Well, great. I’m stuck at the bottom of an enormous hill. In a finicky foreign rental car. On the island of São Miguel in the Portuguese Azores, a mystical archipelago in the middle of the Atlantic. And I’m alone.

The ground is soaked, a soft, sprawling carpet of electric-green moss, engorged and heaving after an intense burst of rain. Everything is supernaturally neon and lush, which also means my tires have zero traction. I’ve pushed the car and I’ve pleaded with it, repeatedly slamming my full weight onto the gas pedal, which only exacerbates the unsettling feeling that it’s sinking into the earth forever. It’s fine. It’s funny, even. “Find this funny!” I instruct myself, casually dancing in the suburbs of panic.

Since I’m travelling alone, the bad news is I have to solve this myself. But since I’m travelling alone, the good news is I can talk myself through it with as many awful Mrs. Doubtfire accents and expletives as needed. For the 91st time, I yank my tiny automatic car into reverse and am startled yet again by its abrupt zigzag backward at a hazardous speed. I slam on the gas and take a run up the hill, wrenching the wheel to the left just before my wildly uncontrolled merge onto the road ends in disaster. Seconds later, the windows are down and I’m flying on the highway. Okay. Okay! I’m under control. I’ve got this.

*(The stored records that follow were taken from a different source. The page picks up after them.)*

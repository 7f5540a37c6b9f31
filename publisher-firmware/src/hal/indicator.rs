// Indicator: Status-LED plus DeviceState hinter einem blocking Mutex
//
// Button-Task und HTTP-Task greifen beide auf LED und Zustand zu.
// Beide Zugriffe sind kurz und synchron, deshalb reicht ein
// blocking_mutex mit RefCell (NoopRawMutex: ein Executor, ein Core).

use core::cell::RefCell;

use embassy_sync::blocking_mutex::Mutex;
use embassy_sync::blocking_mutex::raw::NoopRawMutex;
use esp_hal::gpio::Output;

use publisher_core::{DeviceState, Message, PublishRequest, Reply, Route, apply_route};

struct IndicatorInner {
    pin: Output<'static>,
    state: DeviceState,
}

/// Status-LED mit gekoppeltem Gerätezustand
///
/// Der LED-Pegel folgt immer dem DeviceState: jede Zustandsänderung
/// schreibt sofort den Pin. Es gibt keinen Weg, die beiden zu
/// desynchronisieren.
pub struct Indicator {
    inner: Mutex<NoopRawMutex, RefCell<IndicatorInner>>,
}

impl Indicator {
    /// Übernimmt den LED-Pin; Startzustand ist aus
    pub fn new(mut pin: Output<'static>) -> Self {
        pin.set_low();
        Self {
            inner: Mutex::new(RefCell::new(IndicatorInner {
                pin,
                state: DeviceState::new(),
            })),
        }
    }

    /// Setzt den Zustand explizit und zieht den Pin nach
    pub fn set(&self, on: bool) {
        self.inner.lock(|inner| {
            let inner = &mut *inner.borrow_mut();
            inner.state.set(on);
            Self::drive(&mut inner.pin, on);
        });
    }

    /// Invertiert den Zustand; gibt den neuen Zustand zurück
    pub fn toggle(&self) -> bool {
        self.inner.lock(|inner| {
            let inner = &mut *inner.borrow_mut();
            let on = inner.state.toggle();
            Self::drive(&mut inner.pin, on);
            on
        })
    }

    pub fn is_on(&self) -> bool {
        self.inner.lock(|inner| inner.borrow().state.is_on())
    }

    /// Statustext für /led/status ("LED is ON" / "LED is OFF")
    pub fn status_text(&self) -> &'static str {
        self.inner.lock(|inner| inner.borrow().state.status_text())
    }

    /// Notification-Text nach einem Button-Toggle
    pub fn button_message(&self) -> Message {
        self.inner
            .lock(|inner| inner.borrow().state.button_message())
    }

    /// Wendet eine HTTP-Route auf den Zustand an und zieht den Pin nach
    ///
    /// Gibt die Reply für den Client und den eventuell auszulösenden
    /// PublishRequest zurück (wie publisher_core::apply_route).
    pub fn apply(&self, route: Route) -> (Reply, Option<PublishRequest>) {
        self.inner.lock(|inner| {
            let inner = &mut *inner.borrow_mut();
            let result = apply_route(route, &mut inner.state);
            let on = inner.state.is_on();
            Self::drive(&mut inner.pin, on);
            result
        })
    }

    fn drive(pin: &mut Output<'static>, on: bool) {
        if on {
            pin.set_high();
        } else {
            pin.set_low();
        }
    }
}
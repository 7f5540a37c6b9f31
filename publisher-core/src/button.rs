//! Button-Entprellung als tick-basierte State Machine
//!
//! Der Poller tastet den Pin in festem Intervall ab (10 ms) und
//! meldet einen Press-Event nur beim Übergang idle → pressed.
//! Danach läuft ein Cooldown-Fenster (250 ms) in dem weitere
//! Detektionen ignoriert werden.

/// Entprell-Zustand des Button-Pollers
///
/// `poll()` wird einmal pro Abtast-Intervall mit dem rohen Pegel
/// aufgerufen. Die Erkennung ist level-getriggert:
/// bleibt der Button nach Ablauf des Cooldowns gedrückt, feuert der
/// nächste Poll erneut.
#[derive(Debug, Clone, Copy)]
pub struct ButtonDebounce {
    cooldown_polls: u16,
    remaining: u16,
}

impl ButtonDebounce {
    /// `cooldown_polls`: Anzahl Abtastungen die nach einem Event
    /// ignoriert werden (Cooldown-Dauer / Poll-Intervall)
    pub const fn new(cooldown_polls: u16) -> Self {
        Self {
            cooldown_polls,
            remaining: 0,
        }
    }

    /// Hilfsrechnung: Cooldown-Dauer in Abtastungen
    pub const fn polls_for(cooldown_ms: u64, poll_interval_ms: u64) -> u16 {
        (cooldown_ms / poll_interval_ms) as u16
    }

    /// Verarbeitet eine Abtastung; `true` = entprellter Press-Event
    pub fn poll(&mut self, pressed: bool) -> bool {
        if self.remaining > 0 {
            self.remaining -= 1;
            return false;
        }
        if pressed {
            self.remaining = self.cooldown_polls;
            return true;
        }
        false
    }

    pub fn in_cooldown(&self) -> bool {
        self.remaining > 0
    }
}

#[cfg(test)]
mod tests {
    use super::*;

    // 250 ms Cooldown bei 10 ms Poll-Intervall
    const COOLDOWN_POLLS: u16 = 25;

    #[test]
    fn test_press_fires_once() {
        let mut debounce = ButtonDebounce::new(COOLDOWN_POLLS);
        assert!(debounce.poll(true));
        assert!(debounce.in_cooldown());
    }

    #[test]
    fn test_presses_within_cooldown_are_ignored() {
        let mut debounce = ButtonDebounce::new(COOLDOWN_POLLS);
        assert!(debounce.poll(true));

        // Alle weiteren Detektionen innerhalb von 250 ms: ignoriert
        let mut events = 0;
        for _ in 0..COOLDOWN_POLLS {
            if debounce.poll(true) {
                events += 1;
            }
        }
        assert_eq!(events, 0);
    }

    #[test]
    fn test_fires_again_after_cooldown() {
        let mut debounce = ButtonDebounce::new(COOLDOWN_POLLS);
        assert!(debounce.poll(true));
        for _ in 0..COOLDOWN_POLLS {
            debounce.poll(false);
        }
        assert!(debounce.poll(true));
    }

    #[test]
    fn test_held_button_refires_after_cooldown() {
        // Level-getriggert: gehaltener Button feuert nach Ablauf des
        // Cooldowns erneut
        let mut debounce = ButtonDebounce::new(COOLDOWN_POLLS);
        let mut events = 0;
        for _ in 0..(2 * (COOLDOWN_POLLS as usize + 1)) {
            if debounce.poll(true) {
                events += 1;
            }
        }
        assert_eq!(events, 2);
    }

    #[test]
    fn test_idle_without_press_stays_idle() {
        let mut debounce = ButtonDebounce::new(COOLDOWN_POLLS);
        for _ in 0..100 {
            assert!(!debounce.poll(false));
        }
    }
}
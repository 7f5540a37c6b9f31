//! SignalGate - Single-Slot Signaling zwischen Triggern und Fan-out
//!
//! Binäre Semaphore-Semantik über `embassy_sync::signal::Signal`:
//! ein Slot, `signal()` ist idempotent solange bereits signalisiert.
//! Bewusst KEIN Mutex und KEINE Queue - mehrere Trigger-Bursts
//! kollabieren zu genau einer anstehenden Notification.

use embassy_sync::blocking_mutex::raw::RawMutex;
use embassy_sync::signal::Signal;

/// Single-Slot Signal-Gate
///
/// Produzenten (Button-Poller, HTTP-Handler) rufen `signal()`,
/// der eine Fan-out-Konsument wartet mit `wait_and_consume()`.
///
/// # Constraint: genau ein Konsument
/// Pro `armed → signaled` Übergang löst genau EIN `wait_and_consume()`
/// auf. Mehrere Konsumenten würden um dieses eine Signal konkurrieren
/// und sich gegenseitig aushungern - das Design verlässt sich darauf,
/// dass nur der Fan-out-Task konsumiert.
pub struct SignalGate<M: RawMutex> {
    inner: Signal<M, ()>,
}

impl<M: RawMutex> SignalGate<M> {
    pub const fn new() -> Self {
        Self {
            inner: Signal::new(),
        }
    }

    /// Übergang armed → signaled; No-op wenn bereits signaled
    pub fn signal(&self) {
        self.inner.signal(());
    }

    /// Suspendiert den Aufrufer bis signaled, konsumiert das Signal
    /// (signaled → armed) und kehrt zurück. Kein Fehlerfall möglich.
    pub async fn wait_and_consume(&self) {
        self.inner.wait().await;
    }

    /// Non-blocking Variante: konsumiert ein anstehendes Signal falls
    /// vorhanden. Für Host-Tests der Coalescing-Eigenschaft.
    pub fn try_consume(&self) -> bool {
        self.inner.try_take().is_some()
    }

    /// Liest den Zustand ohne zu konsumieren
    pub fn is_signaled(&self) -> bool {
        self.inner.signaled()
    }
}

impl<M: RawMutex> Default for SignalGate<M> {
    fn default() -> Self {
        Self::new()
    }
}

#[cfg(test)]
mod tests {
    use super::*;
    use embassy_sync::blocking_mutex::raw::NoopRawMutex;

    #[test]
    fn test_signal_then_consume() {
        let gate: SignalGate<NoopRawMutex> = SignalGate::new();
        assert!(!gate.is_signaled());

        gate.signal();
        assert!(gate.is_signaled());
        assert!(gate.try_consume());
        assert!(!gate.is_signaled());
    }

    #[test]
    fn test_burst_coalesces_to_one_signal() {
        let gate: SignalGate<NoopRawMutex> = SignalGate::new();

        // Rapid repeated signals dürfen keine Queue aufbauen
        gate.signal();
        gate.signal();
        gate.signal();

        assert!(gate.try_consume());
        assert!(!gate.try_consume());
    }

    #[test]
    fn test_consume_without_signal_is_empty() {
        let gate: SignalGate<NoopRawMutex> = SignalGate::new();
        assert!(!gate.try_consume());
    }
}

This is the rhythm of a week alone: moments of angsty, tangled loneliness that burst into soaring straight lines where everything’s suddenly simple, full of momentum and so unexpectedly liberating that I have to laugh.

Booking this trip felt like a quietly radical act. I don’t know how most women arrive in their late 30s, but for me it was unexpectedly, with a pang of disbelief, like your math teacher handing out a test you’d vaguely known was coming but had forgotten to prepare for: wait, that’s now?

I’d been so wrapped up in the day-to-day grind of my life in Toronto—staying afloat as a comedy writer and producer with wildly fluctuating levels of stability and job security—that I’d neglected an honest conversation with myself about the bigger questions. Was I actually fulfilled in all this constant busyness? Could I hit “pause” on everything to write a book one day? How should I navigate the paralyzing ambivalence around having kids that existed in my long-term relationship—a situation that was becoming increasingly difficult to ignore as my 30s galloped along and our social circle became a cavalcade of strollers. A situation that, if left unexamined much longer, would be rendered irrelevant by nature. I was burnt-out and feeling disconnected from myself. My days were a blur of people and deadlines and duties. I’d stopped really registering my accomplishments; they had become things anxiously checked off a list. I felt unsure of how much I was actually choosing.

And so, as my friends with toddlers were learning to wield the power of the “time out,” I decided to take one for myself, a chance to reassess and recalibrate. I’d step on a plane to get an aerial view of my life. I booked 10 days off with no particular plan. For weeks, My Time Off sat in my peripheral vision, police tape carefully stretched around a mystery.

For travel inspiration, I traipsed around Instagram past tanned couples, honeymooners, drunken friends, armfuls of wet kids smiling behind snorkel masks. That’s when I realized: this time, I didn’t really want to be with anyone. I wanted a thorough, quality hangout with myself, the way you crave a long, lingering dinner date with a friend you haven’t seen in months.

I took a strange pleasure in disrupting friends’ and colleagues’ notions of travel as either a romantic music video or a family-bonding exercise. Their reactions ranged from wistful, envious sighs to confusion to unspoken but visible concern about whether everything was okay. And it was! My partner, who used to guide bike trips overseas and has a bottomless lust for adventure, understood my plan completely.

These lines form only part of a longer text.